Schimpfwörter, die keine sein sollten

Mit Sätzen wie „Hey du Spasti, bist du schwul oder was?!“ oder „Ey du Schwuchtel, wie behindert bist du denn?!“ erkundigt sich der jeweilige Fragende sicher nicht ernsthaft nach der sexuellen Orientierung und dem Behinderungsgrad seines Gegenübers.

Viel mehr ist es so, dass es sich inzwischen (leider) durchgesetzt hat, Wörter wie behindert, schwul, Spasti oder Schwuchtel als Schimpfwörter zu benutzen. Und es geht schon im Kindesalter los.

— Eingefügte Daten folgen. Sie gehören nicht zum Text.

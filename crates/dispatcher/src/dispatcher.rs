//! Dispatcher - validate, route to the configured channel, normalize

use std::time::Duration;

use tracing::{error, info, instrument, warn};

use contracts::{
    DeliveryConfig, DeliveryMethod, FailureKind, FeedbackChannel, FeedbackError, FeedbackRecord,
};
use observability::SubmissionOutcome;
use serde_json::Value;

use crate::channels::Channel;
use crate::envelope::{normalize, DispatchOutcome};
use crate::error::DispatcherError;
use crate::metrics::{DispatchMetrics, MetricsSnapshot};

/// Builder for creating a Dispatcher
pub struct DispatcherBuilder {
    config: DeliveryConfig,
    client: Option<reqwest::Client>,
}

impl DispatcherBuilder {
    /// Create a new DispatcherBuilder
    pub fn new(config: DeliveryConfig) -> Self {
        Self {
            config,
            client: None,
        }
    }

    /// Use an existing HTTP client instead of building one
    pub fn with_client(mut self, client: reqwest::Client) -> Self {
        self.client = Some(client);
        self
    }

    /// Resolve the channel and build the dispatcher
    #[instrument(
        name = "dispatcher_builder_build",
        skip(self),
        fields(method = %self.config.method)
    )]
    pub fn build(self) -> Result<Dispatcher, DispatcherError> {
        let client = match self.client {
            Some(client) => client,
            None => build_client(self.config.http_timeout_secs)?,
        };
        let channel = Channel::from_config(&self.config, client);

        info!(
            method = %channel.method(),
            site_name = self.config.resolved_site_name(),
            "Dispatcher ready"
        );
        Ok(Dispatcher::with_channel(channel))
    }
}

fn build_client(timeout_secs: Option<u64>) -> Result<reqwest::Client, DispatcherError> {
    let mut builder = reqwest::Client::builder()
        .user_agent(concat!("feedback-relay/", env!("CARGO_PKG_VERSION")));
    if let Some(secs) = timeout_secs {
        builder = builder.timeout(Duration::from_secs(secs));
    }
    builder.build().map_err(DispatcherError::HttpClient)
}

/// Routes each submission to the single configured channel
///
/// Holds no per-request state; one instance serves every request.
pub struct Dispatcher {
    channel: Channel,
    metrics: DispatchMetrics,
}

impl Dispatcher {
    /// Create a dispatcher around an already-built channel
    pub fn with_channel(channel: Channel) -> Self {
        Self {
            channel,
            metrics: DispatchMetrics::new(),
        }
    }

    /// Configured delivery method
    pub fn method(&self) -> DeliveryMethod {
        self.channel.method()
    }

    /// Get dispatcher counters
    pub fn metrics(&self) -> MetricsSnapshot {
        self.metrics.snapshot()
    }

    /// Handle a raw request body end to end
    ///
    /// Never fails: every outcome is folded into the returned envelope.
    #[instrument(
        name = "dispatcher_dispatch",
        skip(self, raw_body),
        fields(method = %self.channel.method(), body_len = raw_body.len())
    )]
    pub async fn dispatch(&self, raw_body: &[u8]) -> DispatchOutcome {
        self.metrics.inc_received();
        let result = match parse_submission(raw_body) {
            Ok(record) => self.deliver(&record).await,
            Err(err) => Err(err),
        };
        self.finish(result)
    }

    /// Handle an already-decoded record
    #[instrument(
        name = "dispatcher_submit",
        skip(self, record),
        fields(method = %self.channel.method())
    )]
    pub async fn submit(&self, record: &FeedbackRecord) -> DispatchOutcome {
        self.metrics.inc_received();
        let result = match check_reaction(record) {
            Ok(()) => self.deliver(record).await,
            Err(err) => Err(err),
        };
        self.finish(result)
    }

    /// Fold a submission the host could not read into an envelope
    pub fn reject(&self, err: FeedbackError) -> DispatchOutcome {
        self.metrics.inc_received();
        self.finish(Err(err))
    }

    async fn deliver(&self, record: &FeedbackRecord) -> Result<(), FeedbackError> {
        self.channel.check_preconditions()?;
        self.channel.deliver(record).await
    }

    fn finish(&self, result: Result<(), FeedbackError>) -> DispatchOutcome {
        let method = self.channel.method();
        match &result {
            Ok(()) => {
                self.metrics.inc_delivered();
                observability::record_submission(method, SubmissionOutcome::Delivered);
                info!("Feedback delivered");
            }
            Err(err) if err.kind() == FailureKind::Validation => {
                self.metrics.inc_rejected();
                observability::record_submission(method, SubmissionOutcome::Rejected);
                warn!(error = %err, "Feedback submission rejected");
            }
            Err(err) => {
                self.metrics.inc_failed();
                observability::record_submission(method, SubmissionOutcome::Failed);
                error!(error = %err, kind = ?err.kind(), "Feedback submission failed");
            }
        }
        normalize(result)
    }
}

fn parse_submission(raw_body: &[u8]) -> Result<FeedbackRecord, FeedbackError> {
    let object = match serde_json::from_slice(raw_body) {
        Ok(Value::Object(object)) => object,
        Ok(_) => return Err(FeedbackError::malformed("body is not a JSON object")),
        Err(e) => return Err(FeedbackError::malformed(e.to_string())),
    };
    let record =
        FeedbackRecord::from_object(object).map_err(|e| FeedbackError::malformed(e.to_string()))?;
    check_reaction(&record)?;
    Ok(record)
}

fn check_reaction(record: &FeedbackRecord) -> Result<(), FeedbackError> {
    if record.has_reaction() {
        Ok(())
    } else {
        Err(FeedbackError::MissingReaction)
    }
}

/// Convenience function to create a dispatcher from delivery config
pub fn create_dispatcher(config: &DeliveryConfig) -> Result<Dispatcher, DispatcherError> {
    DispatcherBuilder::new(config.clone()).build()
}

Alles nur halb so schlimm?

Eine Studie der Humboldt Universität Berlin ergab, dass 62 Prozent der Berliner Sechstklässler die Begriffe „Schwuchtel“ und „schwul“ als Schimpfwort verwenden. Die Studie wurde mit 787 Schülerinnen und Schülern aus 20 Berliner Schulen durchgeführt.

Eine vergleichbare Studie zur Verwendung des Wortes behindert gibt es meines Wissens nach nicht, aber die Tendenz ist eindeutig. Auf der Straße im Vorbeigehen oder in den öffentlichen Verkehrsmitteln – überall tönen mir inzwischen solche Sätze entgegen. Und das nicht nur von Jugendlichen. Auch viele Erwachsene haben den angeblich harmlosen Jugendjargon übernommen.

Mein Vorwurf: Diskriminierung.
Hauptgegenargument: Ist doch nur Umgangs- beziehungsweise Jugendsprache.

Und damit soll die Diskussion beendet sein? Nicht für mich!

In einem Online-Forum für Teenies kam beispielsweise mehrfach das Argument auf, dass man die Bezeichnung doch in dem Moment nicht auf Personen beziehen würde, sondern dass es einfach „nur eine Beleidigung“ sei.

Anderssein wird abgewertet

Doch es ist nicht einfach NUR eine Beleidigung. Es ist eine Diskriminierung, die sich offenbar schon so stark in den Sprachgebrauch unserer Gesellschaft eingebürgert hat, dass vielen inzwischen einfach das Bewusstsein dafür fehlt, dass es auch ohne eine böse Absicht diskriminierend ist. PUNKT.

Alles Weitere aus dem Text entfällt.